Voltage Stability of Inverter-Based Systems: Impact of Parameters and Irrelevance of Line Dynamics
Sushobhan Chatterjee, Sijia Geng
TL;DR
This paper addresses voltage stability in inverter-based power systems by analyzing fold and saddle-node bifurcations and deriving a closed-form sensitivity of the stability margin using the normal vector to the bifurcation surface, enabling efficient parameter tuning. It proves that transmission line dynamics do not affect these bifurcations for both grid-following and grid-forming inverters, allowing accurate margin estimation with static-line models. The authors identify the most effective control channels: for GFL inverters, the reactive-load setpoint and current-control feedforward gain, and for GFM inverters, the voltage-control feedforward gain, supported by a practical normal-vector based sensitivity formula.

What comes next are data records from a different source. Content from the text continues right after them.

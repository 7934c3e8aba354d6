//! Render code templates from a JSON Schema.
//!
//! A run reads a draft-04 JSON Schema, checks it against the meta-schema,
//! fabricates an example instance that satisfies it, and substitutes the
//! slug, the schema text and the example into a template:
//!
//! ```no_run
//! use crudilize::{Settings, StdoutSink, run};
//!
//! let mut settings = Settings::new("user");
//! settings.input = Some("user.schema.json".into());
//! settings.seed = Some(42);
//! run(&settings, std::io::stdin(), &mut StdoutSink).expect("render failed");
//! ```

pub mod cli;
mod error;
pub mod fabricate;
mod input;
pub mod json_pointer;
mod output;
mod pipeline;
mod settings;
pub mod template;
pub mod validate;

pub use error::{
    CrudilizeError, FabricationError, RenderError, SchemaValidationError, SchemaViolation,
    TemplateSyntaxError,
};
pub use input::{load_input, read_input};
pub use output::{FileSink, Sink, StdoutSink, write_output};
pub use pipeline::{Failed, Stage, run};
pub use settings::{Settings, check_slug};
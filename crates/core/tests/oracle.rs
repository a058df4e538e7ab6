mod common;

use common::{find, resolve, resolve_with};
use jdt_bridge_api::{ApiLevel, NodeKind, flags};
use jdt_bridge_core::{
    AstMatcher, CompilationUnitResolver, CompilerOptions, compare, compare_units,
};

const SOURCE: &str = "class A {\n  int a = 1, b = -2;\n  String s = \"x\" + \"y\";\n  void m(A o) { o.a = a; }\n}\n";

#[test]
fn test_unit_compares_equal_to_itself() {
    let left = resolve(SOURCE);
    let right = resolve(SOURCE);
    assert!(compare_units(&left, &right).is_ok());
    assert!(AstMatcher::new().matches(&left.ast, left.root, &right.ast, right.root));
}

#[test]
fn test_bookkeeping_flags_do_not_diverge() {
    let left = resolve(SOURCE);
    let mut right = resolve(SOURCE);
    let fields = find(&right, |k| *k == NodeKind::FieldDeclaration);
    right.ast.add_flags(fields[0], flags::RECOVERED | flags::PROTECT);
    assert!(compare(&left.ast, left.root, &right.ast, right.root).is_ok());
}

#[test]
fn test_shifted_source_diverges_but_still_matches() {
    let left = resolve(SOURCE);
    let right = resolve(&format!("\n{SOURCE}"));
    let err = compare_units(&left, &right).unwrap_err();
    assert!(err.message.contains("start position"), "{err}");
    assert!(AstMatcher::new().matches(&left.ast, left.root, &right.ast, right.root));
}

#[test]
fn test_extra_member_is_a_size_divergence() {
    // Same length, so the roots agree and the member lists decide.
    let left = resolve("class A { int a;        }");
    let right = resolve("class A { int a; int b; }");
    let err = compare_units(&left, &right).unwrap_err();
    assert!(err.message.contains("sizes differ"), "{err}");
    assert!(!AstMatcher::new().matches(&left.ast, left.root, &right.ast, right.root));
}

#[test]
fn test_legacy_units_compare_modifier_words() {
    let legacy = CompilationUnitResolver::new(
        ApiLevel::JLS2,
        CompilerOptions::default(),
    );
    let left = resolve_with(&legacy, "class A { public static void m() {} }");
    let right = resolve_with(&legacy, "class A { static public void m() {} }");
    assert!(compare_units(&left, &right).is_ok());

    let left = resolve("class A { public static void m() {} }");
    let right = resolve("class A { static public void m() {} }");
    assert!(compare_units(&left, &right).is_err());
}
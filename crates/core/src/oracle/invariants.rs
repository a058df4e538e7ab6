//! Range containment and sibling non-overlap.

use jdt_bridge_api::{Ast, CompilationUnit, NodeId, NodeKind, Prop, SourceRange};
use std::fmt;

#[derive(Debug, Clone, Copy, PartialEq, Eq)]
pub enum ViolationKind {
    /// Child range reaches outside its parent.
    NotContained,
    /// Two siblings share source.
    Overlap,
}

#[derive(Debug, Clone, PartialEq, Eq)]
pub struct RangeViolation {
    pub kind: ViolationKind,
    pub parent: NodeId,
    pub child: NodeId,
    pub other: Option<NodeId>,
    pub child_range: SourceRange,
    pub other_range: SourceRange,
}

impl fmt::Display for RangeViolation {
    fn fmt(&self, f: &mut fmt::Formatter<'_>) -> fmt::Result {
        let r = self.child_range;
        match (self.kind, self.other) {
            (ViolationKind::Overlap, Some(other)) => write!(
                f,
                "{} [{}, {}) overlaps sibling {} [{}, {}) under {}",
                self.child,
                r.start,
                r.end(),
                other,
                self.other_range.start,
                self.other_range.end(),
                self.parent
            ),
            _ => write!(
                f,
                "{} [{}, {}) is not contained in parent {} [{}, {})",
                self.child,
                r.start,
                r.end(),
                self.parent,
                self.other_range.start,
                self.other_range.end()
            ),
        }
    }
}

pub fn check_range_invariants(unit: &CompilationUnit) -> Vec<RangeViolation> {
    check_tree(&unit.ast, unit.root)
}

/// Every positioned child lies inside its positioned parent and no two
/// positioned siblings overlap. Nodes without a position are skipped.
pub fn check_tree(ast: &Ast, root: NodeId) -> Vec<RangeViolation> {
    let mut violations = Vec::new();
    for parent in ast.preorder(root) {
        let parent_range = ast.range(parent);
        let mut children: Vec<(NodeId, SourceRange)> = ast
            .children(parent)
            .map(|c| (c, ast.range(c)))
            .filter(|(_, range)| range.is_set())
            .collect();

        if parent_range.is_set() {
            for &(child, range) in &children {
                if !parent_range.contains(&range) {
                    violations.push(RangeViolation {
                        kind: ViolationKind::NotContained,
                        parent,
                        child,
                        other: None,
                        child_range: range,
                        other_range: parent_range,
                    });
                }
            }
        }

        // `new int[3][]` types its creation as `int[3][]`, so the array type
        // only has to stay clear of the initializer.
        let spanning_type = match ast.kind(parent) {
            NodeKind::ArrayCreation => ast.child(parent, Prop::Type),
            _ => None,
        };
        if let Some(ty) = spanning_type {
            let ty_range = ast.range(ty);
            children.retain(|&(child, _)| child != ty);
            for &(child, range) in &children {
                let beside = ast.location_in_parent(child) == Some(Prop::Dimensions);
                if ty_range.is_set() && !beside && ty_range.overlaps(&range) {
                    violations.push(overlap(parent, child, range, ty, ty_range));
                }
            }
        }

        children.sort_by_key(|(_, range)| (range.start, range.length));
        let mut furthest: Option<(NodeId, SourceRange)> = None;
        for (child, range) in children {
            if let Some((previous, previous_range)) = furthest {
                if previous_range.overlaps(&range) {
                    violations.push(overlap(parent, child, range, previous, previous_range));
                }
                if range.end() <= previous_range.end() {
                    continue;
                }
            }
            furthest = Some((child, range));
        }
    }
    violations
}

fn overlap(
    parent: NodeId,
    child: NodeId,
    child_range: SourceRange,
    other: NodeId,
    other_range: SourceRange,
) -> RangeViolation {
    RangeViolation {
        kind: ViolationKind::Overlap,
        parent,
        child,
        other: Some(other),
        child_range,
        other_range,
    }
}

#[cfg(test)]
mod tests {
    use super::*;

    fn block(ast: &mut Ast, range: SourceRange) -> NodeId {
        ast.alloc(NodeKind::Block, range)
    }

    #[test]
    fn test_escaping_child_is_reported() {
        let mut ast = Ast::new();
        let root = block(&mut ast, SourceRange::new(0, 10));
        let child = block(&mut ast, SourceRange::new(5, 10));
        ast.add_child(root, Prop::Statements, child);
        let violations = check_tree(&ast, root);
        assert_eq!(violations.len(), 1);
        assert_eq!(violations[0].kind, ViolationKind::NotContained);
        assert_eq!(violations[0].child, child);
    }

    #[test]
    fn test_overlapping_siblings_are_reported() {
        let mut ast = Ast::new();
        let root = block(&mut ast, SourceRange::new(0, 20));
        let first = block(&mut ast, SourceRange::new(1, 8));
        let second = block(&mut ast, SourceRange::new(5, 8));
        let third = block(&mut ast, SourceRange::new(14, 2));
        ast.add_all(root, Prop::Statements, [first, second, third]);
        let violations = check_tree(&ast, root);
        assert_eq!(violations.len(), 1);
        assert_eq!(violations[0].kind, ViolationKind::Overlap);
        assert_eq!(violations[0].other, Some(first));
    }

    #[test]
    fn test_unset_ranges_are_skipped() {
        let mut ast = Ast::new();
        let root = block(&mut ast, SourceRange::new(0, 4));
        let synthetic = block(&mut ast, SourceRange::UNSET);
        let inner = block(&mut ast, SourceRange::new(30, 2));
        ast.add_child(root, Prop::Statements, synthetic);
        ast.add_child(synthetic, Prop::Statements, inner);
        assert!(check_tree(&ast, root).is_empty());
    }

    #[test]
    fn test_array_type_may_span_dimension_expressions() {
        // new int[3][4]
        let mut ast = Ast::new();
        let creation = ast.alloc(NodeKind::ArrayCreation, SourceRange::new(0, 13));
        let ty = ast.alloc(NodeKind::ArrayType, SourceRange::new(4, 9));
        let three = block(&mut ast, SourceRange::new(8, 1));
        let four = block(&mut ast, SourceRange::new(11, 1));
        ast.add_child(creation, Prop::Type, ty);
        ast.add_all(creation, Prop::Dimensions, [three, four]);
        assert!(check_tree(&ast, creation).is_empty());

        let clash = block(&mut ast, SourceRange::new(11, 2));
        ast.add_child(creation, Prop::Dimensions, clash);
        let violations = check_tree(&ast, creation);
        assert_eq!(violations.len(), 1);
        assert_eq!(violations[0].child, clash);
    }
}
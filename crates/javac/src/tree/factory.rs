use super::{EndPosTable, JcKind, JcTree, TreeId};

/// Allocates tree ids and records end positions as trees are built.
#[derive(Debug, Default)]
pub struct TreeFactory {
    next_id: u32,
    ends: EndPosTable,
}

impl TreeFactory {
    pub fn new() -> Self {
        Self::default()
    }

    pub fn make(&mut self, start: i32, pos: i32, end: i32, kind: JcKind) -> JcTree {
        let id = TreeId(self.next_id);
        self.next_id += 1;
        self.ends.store(id, end);
        JcTree {
            id,
            start,
            pos,
            kind,
        }
    }

    /// Tree whose preferred position is its start.
    pub fn at(&mut self, start: i32, end: i32, kind: JcKind) -> JcTree {
        self.make(start, start, end, kind)
    }

    pub fn ident(&mut self, start: i32, name: &str) -> JcTree {
        let end = if start < 0 {
            start
        } else {
            start + name.len() as i32
        };
        self.at(
            start,
            end,
            JcKind::Ident {
                name: name.to_string(),
            },
        )
    }

    pub fn set_end(&mut self, id: TreeId, end: i32) {
        self.ends.store(id, end);
    }

    pub fn end_positions(&self) -> &EndPosTable {
        &self.ends
    }

    pub fn finish(self) -> EndPosTable {
        self.ends
    }
}
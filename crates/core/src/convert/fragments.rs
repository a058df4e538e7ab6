//! Variable declarations: grouping of sibling `VarDef`s that came from one
//! source declaration, fragments, single-variable declarations and modifiers.

use super::Converter;
use crate::error::{ConversionError, Result};
use crate::scanner::TokenKind;
use jdt_bridge_api::{ModifierKeyword, NodeId, NodeKind, Prop, SourceRange};
use jdt_bridge_javac::{JcKind, JcTree, Modifiers, flags as jflags};

/// One entry of a member or statement list after grouping.
pub(super) enum Grouped<'t> {
    /// `VarDef`s sharing one start offset, i.e. `int a, b;`.
    Vars(Vec<&'t JcTree>),
    Single(&'t JcTree),
}

fn is_var_def(tree: &JcTree) -> bool {
    matches!(tree.kind, JcKind::VarDef { .. })
}

/// First phase of fragment merging: consecutive `VarDef`s with the same
/// known start offset land in one group.
pub(super) fn group_declarations<'t>(trees: impl IntoIterator<Item = &'t JcTree>) -> Vec<Grouped<'t>> {
    let mut out: Vec<Grouped<'t>> = Vec::new();
    for tree in trees {
        if is_var_def(tree) {
            if let Some(Grouped::Vars(group)) = out.last_mut() {
                if tree.start >= 0 && group[0].start == tree.start {
                    group.push(tree);
                    continue;
                }
            }
            out.push(Grouped::Vars(vec![tree]));
        } else {
            out.push(Grouped::Single(tree));
        }
    }
    out
}

fn modifier_keyword(text: &str) -> Option<ModifierKeyword> {
    ModifierKeyword::ALL
        .into_iter()
        .find(|keyword| keyword.as_str() == text)
}

impl Converter<'_> {
    /// Adds annotation and keyword modifiers of `mods` to `owner`. Flags in
    /// `implied` are not spelled in the source and produce no node. Keyword
    /// nodes are unpositioned until reconciliation.
    pub(super) fn modifiers(&mut self, owner: NodeId, mods: &Modifiers, implied: u64) -> Result<()> {
        for annotation in &mods.annotations {
            let annotation = self.annotation(annotation)?;
            self.ast.add_child(owner, Prop::Modifiers, annotation);
        }
        let spelled = mods.flags & !implied;
        for (flag, text) in jflags::KEYWORDS {
            if spelled & flag == 0 {
                continue;
            }
            let Some(keyword) = modifier_keyword(text) else {
                continue;
            };
            let modifier = self.synthetic(NodeKind::Modifier { keyword }, SourceRange::UNSET);
            self.ast.add_child(owner, Prop::Modifiers, modifier);
        }
        Ok(())
    }

    /// End of the `dims` bracket pairs following a declarator name.
    fn dimensions_end(&self, after: i32, dims: u32, limit: i32) -> i32 {
        if dims == 0 {
            return after;
        }
        self.tokens(after, limit)
            .filter(|t| t.kind == TokenKind::RBracket)
            .nth(dims as usize - 1)
            .map(|t| t.end)
            .unwrap_or(after)
    }

    /// `name [dims] [= init]` part of one `VarDef`.
    fn fragment(&mut self, tree: &JcTree) -> Result<NodeId> {
        let JcKind::VarDef {
            name, dims, init, ..
        } = &tree.kind
        else {
            return Err(ConversionError::unsupported(tree.tag(), tree.start));
        };
        let name_node = self.name_at(name, tree.pos);
        let name_end = tree.pos + name.len() as i32;
        let initializer = match init {
            Some(init) => Some(self.expr(init)?),
            None => None,
        };
        let end = match init {
            Some(init) => self.end_of(init),
            None => self.dimensions_end(name_end, *dims, self.end_of(tree)),
        };
        let fragment = self.alloc_at(
            tree,
            NodeKind::VariableDeclarationFragment {
                extra_dimensions: *dims,
            },
            SourceRange::from_bounds(tree.pos, end),
        );
        self.ast.add_child(fragment, Prop::Name, name_node);
        self.ast.add_opt(fragment, Prop::Initializer, initializer);
        Ok(fragment)
    }

    /// Second phase of fragment merging: one declaration node of `kind`
    /// carrying the modifiers and type of the first `VarDef` and a fragment
    /// per `VarDef`. Later `VarDef`s repeat the same modifiers and type trees,
    /// which are skipped.
    fn merged_declaration(&mut self, group: &[&JcTree], kind: NodeKind, end: i32) -> Result<NodeId> {
        let first = group[0];
        let JcKind::VarDef { mods, vartype, .. } = &first.kind else {
            return Err(ConversionError::unsupported(first.tag(), first.start));
        };
        let decl = self.alloc_at(first, kind, SourceRange::from_bounds(first.start, end));
        self.modifiers(decl, mods, 0)?;
        if let Some(vartype) = vartype {
            let ty = self.ty(vartype)?;
            self.ast.add_child(decl, Prop::Type, ty);
        }
        for var in group {
            let fragment = self.fragment(var)?;
            self.ast.add_child(decl, Prop::Fragments, fragment);
        }
        Ok(decl)
    }

    fn group_end(&self, group: &[&JcTree]) -> i32 {
        group
            .last()
            .map(|last| self.end_of(last))
            .unwrap_or(-1)
    }

    pub(super) fn field_declaration(&mut self, group: &[&JcTree]) -> Result<NodeId> {
        let end = self.group_end(group);
        self.merged_declaration(group, NodeKind::FieldDeclaration, end)
    }

    pub(super) fn variable_declaration_statement(&mut self, group: &[&JcTree]) -> Result<NodeId> {
        let end = self.group_end(group);
        self.merged_declaration(group, NodeKind::VariableDeclarationStatement, end)
    }

    /// Declaration used as an expression (`for` initializers, resources). The
    /// foreign tree counts the terminating `;` in the last end, which is cut.
    pub(super) fn variable_declaration_expression(&mut self, group: &[&JcTree]) -> Result<NodeId> {
        let mut end = self.group_end(group);
        if end > 0 && self.source.as_bytes().get(end as usize - 1) == Some(&b';') {
            end = self.last_code_end(group[0].start, end - 1);
        }
        self.merged_declaration(group, NodeKind::VariableDeclarationExpression, end)
    }

    /// End of the last token in `[from, to)`.
    fn last_code_end(&self, from: i32, to: i32) -> i32 {
        self.tokens(from, to).last().map(|t| t.end).unwrap_or(to)
    }

    /// A parameter-like declaration: method and lambda parameters, catch
    /// parameters, record components, enhanced-for and pattern variables.
    pub(super) fn single_variable(&mut self, tree: &JcTree, implied: u64) -> Result<NodeId> {
        let JcKind::VarDef {
            mods,
            name,
            vartype,
            dims,
            init,
        } = &tree.kind
        else {
            return Err(ConversionError::unsupported(tree.tag(), tree.start));
        };
        let decl = self.alloc(
            tree,
            NodeKind::SingleVariableDeclaration {
                varargs: mods.has(jflags::VARARGS),
                extra_dimensions: *dims,
            },
        );
        self.modifiers(decl, mods, implied)?;
        if let Some(vartype) = vartype {
            let ty = self.ty(vartype)?;
            self.ast.add_child(decl, Prop::Type, ty);
        }
        let name = self.name_at(name, tree.pos);
        self.ast.add_child(decl, Prop::Name, name);
        if let Some(init) = init {
            let init = self.expr(init)?;
            self.ast.add_child(decl, Prop::Initializer, init);
        }
        Ok(decl)
    }

    /// Implicitly typed lambda parameter.
    pub(super) fn lambda_fragment(&mut self, tree: &JcTree) -> Result<NodeId> {
        let JcKind::VarDef { name, .. } = &tree.kind else {
            return Err(ConversionError::unsupported(tree.tag(), tree.start));
        };
        let name = self.name_at(name, tree.pos);
        let fragment = self.alloc(
            tree,
            NodeKind::VariableDeclarationFragment {
                extra_dimensions: 0,
            },
        );
        self.ast.add_child(fragment, Prop::Name, name);
        Ok(fragment)
    }
}

#[cfg(test)]
mod tests {
    use super::*;
    use jdt_bridge_javac::TreeFactory;

    fn var(f: &mut TreeFactory, start: i32, name: &str) -> JcTree {
        f.at(
            start,
            start + 5,
            JcKind::VarDef {
                mods: Modifiers::empty(),
                name: name.to_string(),
                vartype: None,
                dims: 0,
                init: None,
            },
        )
    }

    #[test]
    fn test_grouping_by_start_offset() {
        let mut f = TreeFactory::new();
        let a = var(&mut f, 0, "a");
        let b = var(&mut f, 0, "b");
        let c = var(&mut f, 10, "c");
        let skip = f.at(20, 21, JcKind::Skip);
        let trees = [a, b, c, skip];
        let grouped = group_declarations(trees.iter());
        let shapes: Vec<usize> = grouped
            .iter()
            .map(|g| match g {
                Grouped::Vars(vars) => vars.len(),
                Grouped::Single(_) => 0,
            })
            .collect();
        assert_eq!(shapes, vec![2, 1, 0]);
    }

    #[test]
    fn test_modifier_keyword_spelling() {
        assert_eq!(modifier_keyword("non-sealed"), Some(ModifierKeyword::NonSealed));
        assert_eq!(modifier_keyword("class"), None);
    }
}
#[cfg(test)]
mod tests {
    use super::*;
    use crate::models::{InfixOperator, SourceRange};

    #[test]
    fn test_render_infix_with_extended_operands() {
        let mut ast = Ast::new();
        let infix = ast.alloc(
            NodeKind::InfixExpression {
                operator: Some(InfixOperator::Plus),
            },
            SourceRange::UNSET,
        );
        for (prop, token) in [
            (Prop::LeftOperand, "1"),
            (Prop::RightOperand, "2"),
            (Prop::ExtendedOperands, "3"),
        ] {
            let literal = ast.alloc(
                NodeKind::NumberLiteral {
                    token: token.into(),
                },
                SourceRange::UNSET,
            );
            ast.add_child(infix, prop, literal);
        }
        assert_eq!(render(&ast, infix), "1 + 2 + 3");
    }
}
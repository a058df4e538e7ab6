//! Doc comment attachment.

use crate::scanner::Scanner;
use jdt_bridge_api::{Ast, Comment, NodeId, NodeKind, Prop, SourceRange};

fn is_documentable(kind: &NodeKind) -> bool {
    kind.is_body_declaration() || matches!(kind, NodeKind::PackageDeclaration)
}

/// Attaches every doc comment to the nearest following declaration that
/// starts after it with only whitespace or comments in between. The
/// declaration gains a `Javadoc` child and its range grows back to the
/// comment start. Returns the number of comments attached.
pub fn attach_doc_comments(ast: &mut Ast, root: NodeId, source: &str, comments: &[Comment]) -> usize {
    let candidates: Vec<NodeId> = ast
        .preorder(root)
        .into_iter()
        .filter(|&id| is_documentable(ast.kind(id)) && ast.range(id).is_set())
        .collect();

    let mut attached = 0;
    for comment in comments.iter().filter(|c| c.is_doc()) {
        let comment_end = comment.range.end();
        // First code token after the comment; a declaration starting there
        // (or with an annotation or modifier there) owns the comment.
        let Some(next_code) = Scanner::new(source).starting_at(comment_end).next() else {
            continue;
        };
        let Some(&target) = candidates
            .iter()
            .find(|&&id| ast.range(id).start == next_code.start)
        else {
            continue;
        };
        if ast.child(target, Prop::Javadoc).is_some() || overlaps_earlier_sibling(ast, target, comment) {
            continue;
        }

        let javadoc = ast.alloc(NodeKind::Javadoc, comment.range);
        ast.add_child_first(target, Prop::Javadoc, javadoc);
        let extended = comment.range.cover(&ast.range(target));
        ast.set_range(target, extended);
        widen_wrappers(ast, target, extended);
        attached += 1;
    }
    tracing::debug!("Attached {} doc comments", attached);
    attached
}

fn overlaps_earlier_sibling(ast: &Ast, target: NodeId, comment: &Comment) -> bool {
    let Some(parent) = ast.parent(target) else {
        return false;
    };
    ast.children(parent)
        .take_while(|&c| c != target)
        .any(|c| ast.range(c).overlaps(&comment.range) || ast.range(c).end() > comment.range.start)
}

/// A local type's statement wrapper shares the declaration's range.
fn widen_wrappers(ast: &mut Ast, target: NodeId, range: SourceRange) {
    if let Some(parent) = ast.parent(target) {
        if matches!(ast.kind(parent), NodeKind::TypeDeclarationStatement) {
            let widened = ast.range(parent).cover(&range);
            ast.set_range(parent, widened);
        }
    }
}

#[cfg(test)]
mod tests {
    use super::*;
    use jdt_bridge_api::CommentKind;

    #[test]
    fn test_doc_comment_extends_following_declaration() {
        let source = "/** doc */\nclass A {}";
        let mut ast = Ast::new();
        let unit = ast.alloc(NodeKind::CompilationUnit, SourceRange::new(0, source.len() as i32));
        let decl = ast.alloc(
            NodeKind::TypeDeclaration {
                is_interface: false,
            },
            SourceRange::new(11, 10),
        );
        ast.add_child(unit, Prop::Types, decl);
        let comments = vec![Comment::new(CommentKind::Doc, 0, 10)];

        assert_eq!(attach_doc_comments(&mut ast, unit, source, &comments), 1);
        assert_eq!(ast.range(decl), SourceRange::new(0, 21));
        let javadoc = ast.child(decl, Prop::Javadoc).unwrap();
        assert_eq!(ast.range(javadoc), SourceRange::new(0, 10));
    }

    #[test]
    fn test_block_comment_is_not_attached() {
        let source = "/* plain */ class A {}";
        let mut ast = Ast::new();
        let unit = ast.alloc(NodeKind::CompilationUnit, SourceRange::new(0, source.len() as i32));
        let decl = ast.alloc(
            NodeKind::TypeDeclaration {
                is_interface: false,
            },
            SourceRange::new(12, 10),
        );
        ast.add_child(unit, Prop::Types, decl);
        let comments = vec![Comment::new(CommentKind::Block, 0, 11)];
        assert_eq!(attach_doc_comments(&mut ast, unit, source, &comments), 0);
        assert_eq!(ast.range(decl), SourceRange::new(12, 10));
    }
}
impl PostfixOperator {
    pub fn as_str(&self) -> &'static str {
        match self {
            PostfixOperator::Increment => "++",
            PostfixOperator::Decrement => "--",
        }
    }
}

#[derive(Serialize, Deserialize, Debug, Clone, Copy, PartialEq, Eq, Hash)]
pub enum AssignmentOperator {
    Assign,
    PlusAssign,
    MinusAssign,
    TimesAssign,
    DivideAssign,
    RemainderAssign,
    BitAndAssign,
    BitOrAssign,
    BitXorAssign,
    LeftShiftAssign,
    RightShiftSignedAssign,
    RightShiftUnsignedAssign,
}

impl AssignmentOperator {
    pub fn as_str(&self) -> &'static str {
        match self {
            AssignmentOperator::Assign => "=",
            AssignmentOperator::PlusAssign => "+=",
            AssignmentOperator::MinusAssign => "-=",
            AssignmentOperator::TimesAssign => "*=",
            AssignmentOperator::DivideAssign => "/=",
            AssignmentOperator::RemainderAssign => "%=",
            AssignmentOperator::BitAndAssign => "&=",
            AssignmentOperator::BitOrAssign => "|=",
            AssignmentOperator::BitXorAssign => "^=",
            AssignmentOperator::LeftShiftAssign => "<<=",
            AssignmentOperator::RightShiftSignedAssign => ">>=",
            AssignmentOperator::RightShiftUnsignedAssign => ">>>=",
        }
    }
}

#[derive(Serialize, Deserialize, Debug, Clone, Copy, PartialEq, Eq, Hash)]
pub enum ModifierKeyword {
    Public,
    Protected,
    Private,
    Static,
    Abstract,
    Final,
    Native,
    Synchronized,
    Transient,
    Volatile,
    Strictfp,
    Default,
    Sealed,
    NonSealed,
}

impl ModifierKeyword {
    pub const ALL: [ModifierKeyword; 14] = [
        ModifierKeyword::Public,
        ModifierKeyword::Protected,
        ModifierKeyword::Private,
        ModifierKeyword::Abstract,
        ModifierKeyword::Default,
        ModifierKeyword::Static,
        ModifierKeyword::Sealed,
        ModifierKeyword::NonSealed,
        ModifierKeyword::Final,
        ModifierKeyword::Transient,
        ModifierKeyword::Volatile,
        ModifierKeyword::Synchronized,
        ModifierKeyword::Native,
        ModifierKeyword::Strictfp,
    ];

    pub fn as_str(&self) -> &'static str {
        match self {
            ModifierKeyword::Public => "public",
            ModifierKeyword::Protected => "protected",
            ModifierKeyword::Private => "private",
            ModifierKeyword::Static => "static",
            ModifierKeyword::Abstract => "abstract",
            ModifierKeyword::Final => "final",
            ModifierKeyword::Native => "native",
            ModifierKeyword::Synchronized => "synchronized",
            ModifierKeyword::Transient => "transient",
            ModifierKeyword::Volatile => "volatile",
            ModifierKeyword::Strictfp => "strictfp",
            ModifierKeyword::Default => "default",
            ModifierKeyword::Sealed => "sealed",
            ModifierKeyword::NonSealed => "non-sealed",
        }
    }

    /// Bit used by the flag-word representation of modifiers.
    pub fn flag(&self) -> u32 {
        match self {
            ModifierKeyword::Public => 0x0001,
            ModifierKeyword::Private => 0x0002,
            ModifierKeyword::Protected => 0x0004,
            ModifierKeyword::Static => 0x0008,
            ModifierKeyword::Final => 0x0010,
            ModifierKeyword::Synchronized => 0x0020,
            ModifierKeyword::Volatile => 0x0040,
            ModifierKeyword::Transient => 0x0080,
            ModifierKeyword::Native => 0x0100,
            ModifierKeyword::Sealed => 0x0200,
            ModifierKeyword::Abstract => 0x0400,
            ModifierKeyword::Strictfp => 0x0800,
            ModifierKeyword::NonSealed => 0x1000,
            ModifierKeyword::Default => 0x10000,
        }
    }
}

#[derive(Serialize, Deserialize, Debug, Clone, Copy, PartialEq, Eq, Hash)]
pub enum PrimitiveCode {
    Byte,
    Short,
    Char,
    Int,
    Long,
    Float,
    Double,
    Boolean,
    Void,
}

impl PrimitiveCode {
    pub fn as_str(&self) -> &'static str {
        match self {
            PrimitiveCode::Byte => "byte",
            PrimitiveCode::Short => "short",
            PrimitiveCode::Char => "char",
            PrimitiveCode::Int => "int",
            PrimitiveCode::Long => "long",
            PrimitiveCode::Float => "float",
            PrimitiveCode::Double => "double",
            PrimitiveCode::Boolean => "boolean",
            PrimitiveCode::Void => "void",
        }
    }
}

Collectively, these results reduce model and parameter complexity and provide a scalable framework for voltage-stability analysis in future inverter-dominated grids.
Abstract
This paper investigates voltage stability in inverter-based power systems concerning fold and saddle-node bifurcations. An analytical expression is derived for the sensitivity of the stability margin using the normal vector to the bifurcation hypersurface. Such information enables efficient identification of effective control parameters in mitigating voltage instability. Comprehensive analysis reveals that reactive loading setpoint and current controller's feedforward gain are the most influential parameters for enhancing voltage stability in a grid-following (GFL) inverter system, while the voltage controller's feedforward gain plays a dominant role in a grid-forming (GFM) inverter. Notably, both theoretical and numerical results demonstrate that transmission line dynamics have no impact on fold/saddle-node bifurcations in these systems. Results in this paper provide insights for efficient analysis and control in future inverter-dominated power systems through reductions in parameter space and model complexity.